The Affordable Care Act is working. It has happened to make healthcare affordable and accessible to hundreds, thousands, and millions of our citizens who never had it before. When I was growing up . . .
[end audio clip]
Mike:The demagoguery here is just — that is quite shocking, but coming from Congressman Lewis, not shocking. Let me see if I understand this. So, first of all, Brown v. Board of Education has to be one of the worst, I mean one of the most convoluted — they used a doll. I’m not making this up. Go read the decision. They used a doll to help render this opinion here. This is one of the cases that made necessary the emergence of and the creation of what ultimately becomes the Federalist Society to try and educate judges that you can’t just go in there and make things up because you think it’s popular. We do have this thing called the Constitution. You’re supposed to defer — that’s the law of the land. Congressman Lewis, that’s the law of the land. But to compare the efforts of — notice it was all Southern governors there. So it was a bunch of racist, hick hayseeds that are out here trying to stop a bunch of people who had no access to healthcare.
I have to ask the question of Congressman Lewis: What were they doing yesterday? What were they doing on September the 29th? Were they dying? Were they being denied? Were they living or seeking care inside the little clinics that happen in the discarded boxes that once held Maytag refrigerators underneath overpasses without sanitary supplies and electricity? Is that where they were? This is ridiculous to even imply that there weren’t services that were available. They may not have been the same services that the “elites” can participate in. Neither are the cars that are driven or the class that you may sit inside in an airplane when taking a trip. That is some of the demagoguery that is prevalent and is out there today overall. In other words, this isn’t the law of the land. You better shut up, pipe down, and accept it, pal. We won; you lost; game over.

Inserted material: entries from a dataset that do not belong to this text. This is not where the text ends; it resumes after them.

//! Per-component configuration payload.

use crate::breakpoint::Breakpoint;
use serde::{Deserialize, Serialize};
use std::collections::BTreeMap;

/// Maximum grid columns on tablet.
pub const TABLET_MAX_COLUMNS: u32 = 3;

/// Component-specific data carried by an element (button label, image
/// source, gallery column count, ...).
///
/// The column fields are the only part the responsive engine interprets:
/// grid-ish components collapse from N desktop columns to at most
/// [`TABLET_MAX_COLUMNS`] on tablet and a single column on mobile. Everything
/// else is an opaque payload owned by the component's renderer.
#[derive(Debug, Clone, Default, PartialEq, Serialize, Deserialize)]
pub struct ComponentData {
    /// Desktop column count for grid-ish components (gallery, form rows).
    #[serde(default, skip_serializing_if = "Option::is_none")]
    pub columns: Option<u32>,
    /// Derived tablet column count.
    #[serde(default, skip_serializing_if = "Option::is_none")]
    pub tablet_columns: Option<u32>,
    /// Derived mobile column count.
    #[serde(default, skip_serializing_if = "Option::is_none")]
    pub mobile_columns: Option<u32>,
    /// Opaque component payload, preserved verbatim.
    #[serde(flatten)]
    pub extra: BTreeMap<String, serde_json::Value>,
}

impl ComponentData {
    /// Create an empty payload.
    pub fn new() -> Self {
        Self::default()
    }

    /// Reduce a desktop column count for a narrower breakpoint.
    pub fn columns_for(columns: u32, breakpoint: Breakpoint) -> u32 {
        match breakpoint {
            Breakpoint::Desktop => columns.max(1),
            Breakpoint::Tablet => columns.clamp(1, TABLET_MAX_COLUMNS),
            Breakpoint::Mobile => 1,
        }
    }

    /// Effective column count at a breakpoint, if this component is grid-ish.
    pub fn columns_at(&self, breakpoint: Breakpoint) -> Option<u32> {
        let base = self.columns?;
        let derived = match breakpoint {
            Breakpoint::Desktop => None,
            Breakpoint::Tablet => self.tablet_columns,
            Breakpoint::Mobile => self.mobile_columns,
        };
        Some(derived.unwrap_or_else(|| Self::columns_for(base, breakpoint)))
    }
}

I’m going to make one final analogy on this. This is pretty much a very similar circumstance that existed in the United States all the way up until the year that was 1864. That was the Constitution of the United States had made legal the slave trade. Because it was consecrated in the Constitution and not by definition banned or outlawed by it, it existed. Not only did it exist, it proliferated. Now, there were those groups of people who were called abolitionists. These people would be called radicals today but they were called abolitionists. The abolitionist cause, you could say, was begun by Ben Franklin in the Federal Convention of 1787, because it was Franklin who was one of the delegates as they were drafting the Constitution that said: Either you ban it or you’re not going to get the support of me or many others here. Of course, a compromise was struck between Rutledge and Sherman and Elbridge Gerry. You can read more about this in the notes on the convention.
You could say that the abolitionists were the progeny of Ben Franklin. We go from 1787 — there were even people that said this — there were members of the Continental Congress in 1776 that opposed states that had slavery and slavery itself, but just use Ben Franklin as the model here. That’s 13 years plus 63. That’s almost 75 years abolitionists toiled to try and eliminate and make illegal the scourge that was the slave trade. To say now, [mocking] “This is the law of the land. Y’all need to shut up and take it.” I wonder if the same thing would have been said to the abolitionists in 1787 and 1865.